[Your assignment]
Nothing in the entries may change when they are transcribed.

[Saved data entries]
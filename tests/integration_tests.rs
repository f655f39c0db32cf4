use bikeshare_insights::analyzers::aggregate::{
    monthly_trend, season_pattern, total_users, weekday_pattern, workingday_pattern, year_totals,
};
use bikeshare_insights::analyzers::binning::{bin_by_quantile, bin_by_threshold};
use bikeshare_insights::analyzers::report::{build_report, build_report_for_range};
use bikeshare_insights::analyzers::rfm::rfm_summary;
use bikeshare_insights::analyzers::types::CountBand;
use bikeshare_insights::loader::{date_span, read_records};
use bikeshare_insights::records::{Month, RentalRecord, Weekday};

fn sample_records() -> Vec<RentalRecord> {
    let bytes = include_bytes!("fixtures/sample_rentals.csv");
    read_records(&bytes[..]).expect("fixture should load")
}

#[test]
fn test_totals_match_across_tables() {
    let records = sample_records();
    let totals = total_users(&records);

    assert_eq!(totals.total_registered, 21008);
    assert_eq!(totals.total_casual, 3261);
    assert_eq!(totals.total_combined, 24269);

    // grouping drops no rows
    let seasons = season_pattern(&records);
    let registered: u64 = seasons.iter().map(|row| row.registered).sum();
    let casual: u64 = seasons.iter().map(|row| row.casual).sum();
    assert_eq!(registered, totals.total_registered);
    assert_eq!(casual, totals.total_casual);

    let years = year_totals(&records);
    let cnt: u64 = years.iter().map(|row| row.cnt).sum();
    assert_eq!(cnt, totals.total_combined);
}

#[test]
fn test_monthly_trend_is_chronological() {
    // December 2012 rows precede March 2012 rows in the fixture
    let records = sample_records();
    let trend = monthly_trend(&records);

    let keys: Vec<(String, Month)> = trend
        .iter()
        .map(|row| (row.yr.clone(), row.mnth))
        .collect();
    assert_eq!(
        keys,
        vec![
            ("2011".to_string(), Month::Jan),
            ("2011".to_string(), Month::Feb),
            ("2012".to_string(), Month::Mar),
            ("2012".to_string(), Month::Dec),
        ]
    );
    assert_eq!(trend[0].cnt, 9371);
    assert_eq!(trend[3].cnt, 4525);
}

#[test]
fn test_weekday_pattern_has_all_seven_days_in_order() {
    let records = sample_records();
    let pattern = weekday_pattern(&records);

    assert_eq!(pattern.len(), 7);
    let days: Vec<Weekday> = pattern.iter().map(|row| row.weekday).collect();
    assert_eq!(days, Weekday::ALL.to_vec());

    assert_eq!(pattern[0].cnt, 7034); // Sundays
    assert_eq!(pattern[1].cnt, 8771); // Mondays
    assert_eq!(pattern[6].cnt, 2186); // Saturdays
}

#[test]
fn test_workingday_split() {
    let records = sample_records();
    let pattern = workingday_pattern(&records);

    assert_eq!(pattern.len(), 2);
    assert!(!pattern[0].workingday);
    assert_eq!(pattern[0].cnt, 9220);
    assert!(pattern[1].workingday);
    assert_eq!(pattern[1].cnt, 15049);
}

#[test]
fn test_rfm_buckets() {
    let records = sample_records();
    let rfm = rfm_summary(&records);

    let months: Vec<&str> = rfm.iter().map(|row| row.month.as_str()).collect();
    assert_eq!(months, vec!["2011-01", "2011-02", "2012-03", "2012-12"]);

    // first bucket: last row 2011-01-08, dataset latest 2012-12-31
    assert_eq!(rfm[0].recency_days, 723);
    assert_eq!(rfm[0].frequency, 7);
    assert_eq!(rfm[0].monetary, 9371);

    // the bucket holding the latest date
    assert_eq!(rfm[3].recency_days, 0);
    assert_eq!(rfm[3].frequency, 2);
    assert_eq!(rfm[3].monetary, 4525);
}

#[test]
fn test_quantile_bins_balance_over_fixture() {
    let records = sample_records();
    let binned = bin_by_quantile(&records).unwrap();

    let count = |band: CountBand| binned.iter().filter(|row| row.band == band).count();
    assert_eq!(count(CountBand::Low), 4);
    assert_eq!(count(CountBand::Medium), 4);
    assert_eq!(count(CountBand::High), 4);
}

#[test]
fn test_threshold_bins_over_fixture() {
    let records = sample_records();
    let binned = bin_by_threshold(&records);

    let high: Vec<u64> = binned
        .iter()
        .filter(|row| row.band == CountBand::High)
        .map(|row| row.cnt)
        .collect();
    assert_eq!(high, vec![4453, 4693]);

    let medium = binned
        .iter()
        .filter(|row| row.band == CountBand::Medium)
        .count();
    assert_eq!(medium, 1);
}

#[test]
fn test_full_range_filter_reproduces_unfiltered_report() {
    let records = sample_records();
    let (min, max) = date_span(&records).unwrap();

    let unfiltered = build_report(&records);
    let filtered = build_report_for_range(&records, Some(min), Some(max));

    assert_eq!(filtered.rows, unfiltered.rows);
    assert_eq!(filtered.user_totals, unfiltered.user_totals);
    assert_eq!(filtered.season_pattern, unfiltered.season_pattern);
    assert_eq!(filtered.weather_pattern, unfiltered.weather_pattern);
    assert_eq!(filtered.year_totals, unfiltered.year_totals);
    assert_eq!(filtered.monthly_trend, unfiltered.monthly_trend);
    assert_eq!(filtered.weekday_pattern, unfiltered.weekday_pattern);
    assert_eq!(filtered.workingday_pattern, unfiltered.workingday_pattern);
    assert_eq!(filtered.rfm, unfiltered.rfm);
}

#[test]
fn test_report_serializes_to_json() {
    let records = sample_records();
    let report = build_report(&records);

    let json = serde_json::to_value(&report).unwrap();
    assert_eq!(json["schema_version"], 1);
    assert_eq!(json["rows"], 12);
    assert_eq!(json["first_day"], "2011-01-02");
    assert_eq!(json["last_day"], "2012-12-31");
    assert_eq!(json["user_totals"]["total_combined"], 24269);
    assert_eq!(json["monthly_trend"][0]["mnth"], "Jan");
    assert_eq!(json["weekday_pattern"][0]["weekday"], "Sunday");
}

[Exercise solution]
filename tests/integration_tests.rs
repository f655f39c0db32cf4
use bikeshare_insights::analyzers::aggregate::{
    monthly_trend, season_pattern, total_users, weekday_pattern, workingday_pattern, year_totals,
};
use bikeshare_insights::analyzers::binning::{bin_by_quantile, bin_by_threshold};
use bikeshare_insights::analyzers::report::{build_report, build_report_for_range};
use bikeshare_insights::analyzers::rfm::rfm_summary;
use bikeshare_insights::analyzers::types::CountBand;
use bikeshare_insights::loader::{date_span, read_records};
use bikeshare_insights::records::{Month, RentalRecord, Weekday};

fn sample_records() -> Vec<RentalRecord> {
    let bytes = include_bytes!("fixtures/sample_rentals.csv");
    read_records(&bytes[..]).expect("fixture should load")
}

#[test]
fn test_totals_match_across_tables() {
    let records = sample_records();
    let totals = total_users(&records);

    assert_eq!(totals.total_registered, 21008);
    assert_eq!(totals.total_casual, 3261);
    assert_eq!(totals.total_combined, 24269);

    // grouping drops no rows
    let seasons = season_pattern(&records);
    let registered: u64 = seasons.iter().map(|row| row.registered).sum();
    let casual: u64 = seasons.iter().map(|row| row.casual).sum();
    assert_eq!(registered, totals.total_registered);
    assert_eq!(casual, totals.total_casual);

    let years = year_totals(&records);
    let cnt: u64 = years.iter().map(|row| row.cnt).sum();
    assert_eq!(cnt, totals.total_combined);
}

#[test]
fn test_monthly_trend_is_chronological() {
    // December 2012 rows precede March 2012 rows in the fixture
    let records = sample_records();
    let trend = monthly_trend(&records);

    let keys: Vec<(String, Month)> = trend
        .iter()
        .map(|row| (row.yr.clone(), row.mnth))
        .collect();
    assert_eq!(
        keys,
        vec![
            ("2011".to_string(), Month::Jan),
            ("2011".to_string(), Month::Feb),
            ("2012".to_string(), Month::Mar),
            ("2012".to_string(), Month::Dec),
        ]
    );
    assert_eq!(trend[0].cnt, 9371);
    assert_eq!(trend[3].cnt, 4525);
}

#[test]
fn test_weekday_pattern_has_all_seven_days_in_order() {
    let records = sample_records();
    let pattern = weekday_pattern(&records);

    assert_eq!(pattern.len(), 7);
    let days: Vec<Weekday> = pattern.iter().map(|row| row.weekday).collect();
    assert_eq!(days, Weekday::ALL.to_vec());

    assert_eq!(pattern[0].cnt, 7034); // Sundays
    assert_eq!(pattern[1].cnt, 8771); // Mondays
    assert_eq!(pattern[6].cnt, 2186); // Saturdays
}

#[test]
fn test_workingday_split() {
    let records = sample_records();
    let pattern = workingday_pattern(&records);

    assert_eq!(pattern.len(), 2);
    assert!(!pattern[0].workingday);
    assert_eq!(pattern[0].cnt, 9220);
    assert!(pattern[1].workingday);
    assert_eq!(pattern[1].cnt, 15049);
}

#[test]
fn test_rfm_buckets() {
    let records = sample_records();
    let rfm = rfm_summary(&records);

    let months: Vec<&str> = rfm.iter().map(|row| row.month.as_str()).collect();
    assert_eq!(months, vec!["2011-01", "2011-02", "2012-03", "2012-12"]);

    // first bucket: last row 2011-01-08, dataset latest 2012-12-31
    assert_eq!(rfm[0].recency_days, 723);
    assert_eq!(rfm[0].frequency, 7);
    assert_eq!(rfm[0].monetary, 9371);

    // the bucket holding the latest date
    assert_eq!(rfm[3].recency_days, 0);
    assert_eq!(rfm[3].frequency, 2);
    assert_eq!(rfm[3].monetary, 4525);
}

#[test]
fn test_quantile_bins_balance_over_fixture() {
    let records = sample_records();
    let binned = bin_by_quantile(&records).unwrap();

    let count = |band: CountBand| binned.iter().filter(|row| row.band == band).count();
    assert_eq!(count(CountBand::Low), 4);
    assert_eq!(count(CountBand::Medium), 4);
    assert_eq!(count(CountBand::High), 4);
}

#[test]
fn test_threshold_bins_over_fixture() {
    let records = sample_records();
    let binned = bin_by_threshold(&records);

    let high: Vec<u64> = binned
        .iter()
        .filter(|row| row.band == CountBand::High)
        .map(|row| row.cnt)
        .collect();
    assert_eq!(high, vec![4453, 4693]);

    let medium = binned
        .iter()
        .filter(|row| row.band == CountBand::Medium)
        .count();
    assert_eq!(medium, 1);
}

#[test]
fn test_full_range_filter_reproduces_unfiltered_report() {
    let records = sample_records();
    let (min, max) = date_span(&records).unwrap();

    let unfiltered = build_report(&records);
    let filtered = build_report_for_range(&records, Some(min), Some(max));

    assert_eq!(filtered.rows, unfiltered.rows);
    assert_eq!(filtered.user_totals, unfiltered.user_totals);
    assert_eq!(filtered.season_pattern, unfiltered.season_pattern);
    assert_eq!(filtered.weather_pattern, unfiltered.weather_pattern);
    assert_eq!(filtered.year_totals, unfiltered.year_totals);
    assert_eq!(filtered.monthly_trend, unfiltered.monthly_trend);
    assert_eq!(filtered.weekday_pattern, unfiltered.weekday_pattern);
    assert_eq!(filtered.workingday_pattern, unfiltered.workingday_pattern);
    assert_eq!(filtered.rfm, unfiltered.rfm);
}

#[test]
fn test_report_serializes_to_json() {
    let records = sample_records();
    let report = build_report(&records);

    let json = serde_json::to_value(&report).unwrap();
    assert_eq!(json["schema_version"], 1);
    assert_eq!(json["rows"], 12);
    assert_eq!(json["first_day"], "2011-01-02");
    assert_eq!(json["last_day"], "2012-12-31");
    assert_eq!(json["user_totals"]["total_combined"], 24269);
    assert_eq!(json["monthly_trend"][0]["mnth"], "Jan");
    assert_eq!(json["weekday_pattern"][0]["weekday"], "Sunday");
}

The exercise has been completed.